*SUPPLIED DATA*:
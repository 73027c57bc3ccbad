//! Completion notifications.
//!
//! After the drain engine removes a delivered request it tells an optional
//! [`Notifier`] about it. Notification is best-effort: a notifier must not
//! block, and nothing it does can fail the drain.

use reqwest::StatusCode;
use reqwest::header::HeaderMap;
use tokio::sync::broadcast;

use crate::QueuedRequest;

/// A queued request reached a terminal response and left the queue.
#[derive(Debug, Clone)]
pub struct Completion {
    /// The request as it was queued.
    pub request: QueuedRequest,
    /// Status of the response that ended it.
    pub status: StatusCode,
    /// Headers of that response.
    pub headers: HeaderMap,
}

/// Receiver of completion notifications.
pub trait Notifier: Send + Sync + 'static {
    fn notify(&self, completion: Completion);
}

/// Fan completions out to every live subscriber.
///
/// Having no subscribers is not an error; the completion is dropped.
impl Notifier for broadcast::Sender<Completion> {
    fn notify(&self, completion: Completion) {
        if self.send(completion).is_err() {
            tracing::trace!("No completion subscribers");
        }
    }
}

/// Discards every completion.
impl Notifier for () {
    fn notify(&self, _completion: Completion) {}
}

*GOAL OF THE EXERCISE*:
Please output all of the entries without changing a single character.

*YOUR RESPONSE*:
repository 73027c57bc3ccbad
//! Completion notifications.
//!
//! After the drain engine removes a delivered request it tells an optional
//! [`Notifier`] about it. Notification is best-effort: a notifier must not
//! block, and nothing it does can fail the drain.

use reqwest::StatusCode;
use reqwest::header::HeaderMap;
use tokio::sync::broadcast;

use crate::QueuedRequest;

/// A queued request reached a terminal response and left the queue.
#[derive(Debug, Clone)]
pub struct Completion {
    /// The request as it was queued.
    pub request: QueuedRequest,
    /// Status of the response that ended it.
    pub status: StatusCode,
    /// Headers of that response.
    pub headers: HeaderMap,
}

/// Receiver of completion notifications.
pub trait Notifier: Send + Sync + 'static {
    fn notify(&self, completion: Completion);
}

/// Fan completions out to every live subscriber.
///
/// Having no subscribers is not an error; the completion is dropped.
impl Notifier for broadcast::Sender<Completion> {
    fn notify(&self, completion: Completion) {
        if self.send(completion).is_err() {
            tracing::trace!("No completion subscribers");
        }
    }
}

/// Discards every completion.
impl Notifier for () {
    fn notify(&self, _completion: Completion) {}
}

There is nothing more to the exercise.